ABOUT THIS TASK |
Using the listing that follows, return every line with the word "Function".

MATERIAL FOR THIS TASK |
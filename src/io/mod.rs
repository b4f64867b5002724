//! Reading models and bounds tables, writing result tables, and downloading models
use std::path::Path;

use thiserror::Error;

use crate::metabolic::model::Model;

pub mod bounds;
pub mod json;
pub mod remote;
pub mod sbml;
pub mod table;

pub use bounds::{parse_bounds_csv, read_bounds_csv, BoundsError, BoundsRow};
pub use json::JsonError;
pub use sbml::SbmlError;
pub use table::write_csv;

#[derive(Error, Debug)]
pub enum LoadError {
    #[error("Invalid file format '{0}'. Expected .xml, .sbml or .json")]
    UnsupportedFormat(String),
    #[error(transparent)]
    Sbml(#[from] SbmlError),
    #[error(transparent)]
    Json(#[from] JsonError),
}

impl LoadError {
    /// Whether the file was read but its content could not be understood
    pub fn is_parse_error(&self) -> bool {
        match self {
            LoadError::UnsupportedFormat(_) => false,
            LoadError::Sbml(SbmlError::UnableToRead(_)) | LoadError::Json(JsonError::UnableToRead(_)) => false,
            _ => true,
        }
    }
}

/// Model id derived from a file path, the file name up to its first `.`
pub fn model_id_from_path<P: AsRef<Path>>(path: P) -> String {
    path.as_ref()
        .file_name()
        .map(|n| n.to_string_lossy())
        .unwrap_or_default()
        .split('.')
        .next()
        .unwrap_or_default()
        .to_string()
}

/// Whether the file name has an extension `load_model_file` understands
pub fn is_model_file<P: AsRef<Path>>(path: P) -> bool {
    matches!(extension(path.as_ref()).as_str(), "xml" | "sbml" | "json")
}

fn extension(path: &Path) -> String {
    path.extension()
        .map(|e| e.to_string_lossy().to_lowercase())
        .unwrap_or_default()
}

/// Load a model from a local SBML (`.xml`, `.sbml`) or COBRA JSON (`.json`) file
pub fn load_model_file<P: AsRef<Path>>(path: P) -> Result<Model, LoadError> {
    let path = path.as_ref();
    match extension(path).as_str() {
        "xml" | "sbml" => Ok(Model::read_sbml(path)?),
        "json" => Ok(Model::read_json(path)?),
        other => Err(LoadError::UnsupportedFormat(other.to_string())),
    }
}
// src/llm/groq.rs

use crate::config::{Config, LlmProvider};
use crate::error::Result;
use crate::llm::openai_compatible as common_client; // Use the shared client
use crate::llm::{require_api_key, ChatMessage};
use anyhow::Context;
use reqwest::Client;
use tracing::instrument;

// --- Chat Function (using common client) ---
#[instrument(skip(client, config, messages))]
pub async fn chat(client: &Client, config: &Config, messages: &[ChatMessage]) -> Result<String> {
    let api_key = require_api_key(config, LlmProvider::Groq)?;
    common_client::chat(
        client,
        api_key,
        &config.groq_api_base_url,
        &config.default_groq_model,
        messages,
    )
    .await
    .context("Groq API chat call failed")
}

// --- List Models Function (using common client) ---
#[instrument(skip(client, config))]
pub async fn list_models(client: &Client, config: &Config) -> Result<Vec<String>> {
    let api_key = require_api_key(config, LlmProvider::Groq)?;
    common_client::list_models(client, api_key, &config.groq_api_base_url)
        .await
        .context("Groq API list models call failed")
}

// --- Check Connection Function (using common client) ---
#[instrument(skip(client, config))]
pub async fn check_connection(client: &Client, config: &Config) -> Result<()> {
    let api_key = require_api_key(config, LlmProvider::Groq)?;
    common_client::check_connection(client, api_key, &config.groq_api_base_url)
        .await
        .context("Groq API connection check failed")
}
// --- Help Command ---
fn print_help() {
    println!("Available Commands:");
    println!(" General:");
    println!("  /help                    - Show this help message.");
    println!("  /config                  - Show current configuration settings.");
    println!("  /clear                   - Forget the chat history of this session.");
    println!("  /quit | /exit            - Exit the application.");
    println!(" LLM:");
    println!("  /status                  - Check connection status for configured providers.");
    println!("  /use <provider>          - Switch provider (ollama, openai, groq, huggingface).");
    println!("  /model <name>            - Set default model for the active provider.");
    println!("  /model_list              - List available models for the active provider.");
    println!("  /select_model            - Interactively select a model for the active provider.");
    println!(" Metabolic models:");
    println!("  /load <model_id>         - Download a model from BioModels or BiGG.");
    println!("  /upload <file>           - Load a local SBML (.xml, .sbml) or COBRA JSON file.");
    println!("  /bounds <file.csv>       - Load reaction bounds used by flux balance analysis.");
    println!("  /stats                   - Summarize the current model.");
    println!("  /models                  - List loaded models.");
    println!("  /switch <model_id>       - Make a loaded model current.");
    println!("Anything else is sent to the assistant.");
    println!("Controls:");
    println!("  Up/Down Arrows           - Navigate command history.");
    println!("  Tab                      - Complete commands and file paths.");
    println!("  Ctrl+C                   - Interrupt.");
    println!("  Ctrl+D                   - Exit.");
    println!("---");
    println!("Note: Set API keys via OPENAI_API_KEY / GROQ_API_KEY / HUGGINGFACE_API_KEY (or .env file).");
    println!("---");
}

ANSWER TO THIS TASK |
// --- Chat Function (using common client) ---
// --- List Models Function (using common client) ---
// --- Check Connection Function (using common client) ---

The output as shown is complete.